I spend quite a bit of time by myself. I enjoy strolls through the park, solo dining, and writing. However, as I’ve gone through the spiritual awakening process this past year, my alone time has increased.
During your arouse, there are an immense amount of new feelings, internal alterations, and growing pains that can make it difficult to relate to the “outside world.” You become more empathetic, sensitive, and withdrawn from the world. When we know there’s something bigger out there, the lower energy of the world can construct us want to curl up in a shell. With the negativity of the media, natural disasters, and tragedy, you probably want to become even more of a hermit.
I supposed I was alone in feeling this way, but then I learned about “The Hermit Phase.” One of my favorite YouTubers, Victor Oddo, described exactly what I have been thinking and feeling. Maybe you’ve experienced this too.
Here are a few main points that resonated with me after watching the video.
1. You become a loner
This is the# 1 and most obvious symptom of “The Hermit Phase.” Although I’ve always been a loner, it’s intensified over the past year. I definitely knew I was going through “The Hermit Phase” after spending the holidays by myself this past season. Unlike last year, when I spent my first Christmas here in Boston, I wrote about it, ordered a pizza, and felt sorry for myself. Not this year. I was invited to a few different places for the holidays, but I declined the offers because I wanted to sit, write, and think. Was that healthy? Probably not; but it’s what I needed at the time.
2. It’s hard to stick with things
One minute you have one goal, the next you have another. Maybe you get a new job, and the next you want another. Perhaps you were aroused about moving to a new place, and then you decide you want something different. This is completely normal. Just over the past year, I’ve done a variety of jobs- but I know that these fleeting thinks about what type of work I want aren’t beneficial to my everyday stability. That’s what attains the spiritual process so challenging- you know you need stability, but it sometimes seems impossible when your intellect alterations all the time.
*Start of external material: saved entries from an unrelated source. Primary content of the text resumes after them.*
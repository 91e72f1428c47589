//! PNG image sequence sink.

use std::fs;
use std::path::{Path, PathBuf};

use super::{bgr_to_rgb, CaptureTrigger, FrameSink, Stream};
use crate::depth::DepthFrame;
use crate::error::*;

/// Writes each selected stream of every frame to `{dir}/{stream}/{index:08}.png`.
///
/// A sink made with [`PngSequenceSink::on_trigger`] only keeps requested frames, written flat as
/// `{dir}/{stream}_{number:04}.png` and numbered in the order they were captured.
pub struct PngSequenceSink {
    dir: PathBuf,
    streams: Vec<Stream>,
    trigger: Option<CaptureTrigger>,
    written: u64,
    failures: u64
}

impl PngSequenceSink {
    /// Create the sink and the per-stream directories.
    pub fn new<P: AsRef<Path>>(dir: P, streams: &[Stream]) -> Result<Self> {
        let dir = dir.as_ref().to_path_buf();

        for stream in streams {
            fs::create_dir_all(dir.join(stream.name()))?;
        }

        Ok(Self {
            dir,
            streams: streams.to_vec(),
            trigger: None,
            written: 0,
            failures: 0
        })
    }

    /// A sink writing every stream.
    pub fn all<P: AsRef<Path>>(dir: P) -> Result<Self> {
        Self::new(dir, &Stream::ALL)
    }

    /// A sink writing only the frames requested through `trigger`.
    pub fn on_trigger<P: AsRef<Path>>(
        dir: P,
        streams: &[Stream],
        trigger: CaptureTrigger
    ) -> Result<Self> {
        let dir = dir.as_ref().to_path_buf();
        fs::create_dir_all(&dir)?;

        Ok(Self {
            dir,
            streams: streams.to_vec(),
            trigger: Some(trigger),
            written: 0,
            failures: 0
        })
    }

    pub fn path_for(&self, stream: Stream, index: u64) -> PathBuf {
        match self.trigger {
            Some(_) => self.dir.join(format!("{}_{:04}.png", stream.name(), index)),
            None => self.dir.join(stream.name()).join(format!("{:08}.png", index))
        }
    }

    pub fn frames_written(&self) -> u64 {
        self.written
    }

    fn write(&self, frame: &DepthFrame, number: u64) -> Result<()> {
        for &stream in &self.streams {
            let path = self.path_for(stream, number);

            match stream {
                Stream::Left => frame.left.save(&path)?,
                Stream::Right => frame.right.save(&path)?,
                Stream::Color => bgr_to_rgb(&frame.color).save(&path)?,
                Stream::Disparity => {
                    if let Some(disparity) = &frame.disparity {
                        disparity.save(&path)?;
                    }
                },
                Stream::Heatmap => {
                    if let Some(heatmap) = &frame.heatmap {
                        heatmap.save(&path)?;
                    }
                }
            }
        }

        Ok(())
    }
}

impl FrameSink for PngSequenceSink {
    fn consume(&mut self, frame: &DepthFrame) {
        let number = match &self.trigger {
            Some(trigger) => match trigger.take() {
                true => self.written,
                false => return
            },
            None => frame.index
        };

        match self.write(frame, number) {
            Ok(()) => {
                if self.trigger.is_some() {
                    log::info!("Frame {} captured as {:04}", frame.index, number);
                }
                self.written += 1
            },
            Err(e) => {
                self.failures += 1;
                log::warn!("Could not write frame {} to {}: {}", frame.index, self.dir.display(), e);
            }
        }
    }

    fn finish(&mut self) -> Result<()> {
        log::info!(
            "Wrote {} frames to {} ({} failed)",
            self.written,
            self.dir.display(),
            self.failures
        );
        Ok(())
    }

    fn name(&self) -> &str {
        "png"
    }
}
3. You may drift away from family and friends
As my spiritual waken began, I constructed the decision to move to Boston. I was away from everyone I knew; and although there is I didn’t have a support system here, I needed time for myself to think. Instead of interacting with others, I’ve spent an immense amount of hour writing, journaling, and reading about spirituality. Drifting away hasn’t induced me feel very good, though- I’ve recently been able to reconnect with family and friends, who thankfully understand what I am going through.
4. You become more sensitive
You may be sensitive to mobs, energies, and the everyday world. Just going to a concert this past summer was difficult for me- for whatever reason, I was exceedingly nervous even though it was something I is usually enjoy. Many people who go through spiritual awakes are empaths, so know that you’re not alone if you’re feeling this way.
Here’s the good news- you’re growing rapidly, and it will get better.
Although your goals, identity, and life may be changing, it will stabilize . You’ll get out into the world again- step by step. After watching this video, I feel much less alone, and I hope you do, too. Over the past three weeks, I have experienced so much support from friends and family as I went through “the blues” that it induced me realise I didn’t need to be so much of a hermit after all. The world is a safe place, and your tribe is out there.
There are many things you can do to relieve these symptoms of “The Hermit Phase; ” yoga, meditation, healthy diet, being out in nature, music, spending time with pets, exert, and of course, being with trusted friends and family. While we are never “fixed, ” we are constantly learning, growing, and becoming stronger- because each struggle brings strength.
Although I know I’ll kick my own hermit phase, I will never give up those strolls through the park, solo dining, and writing.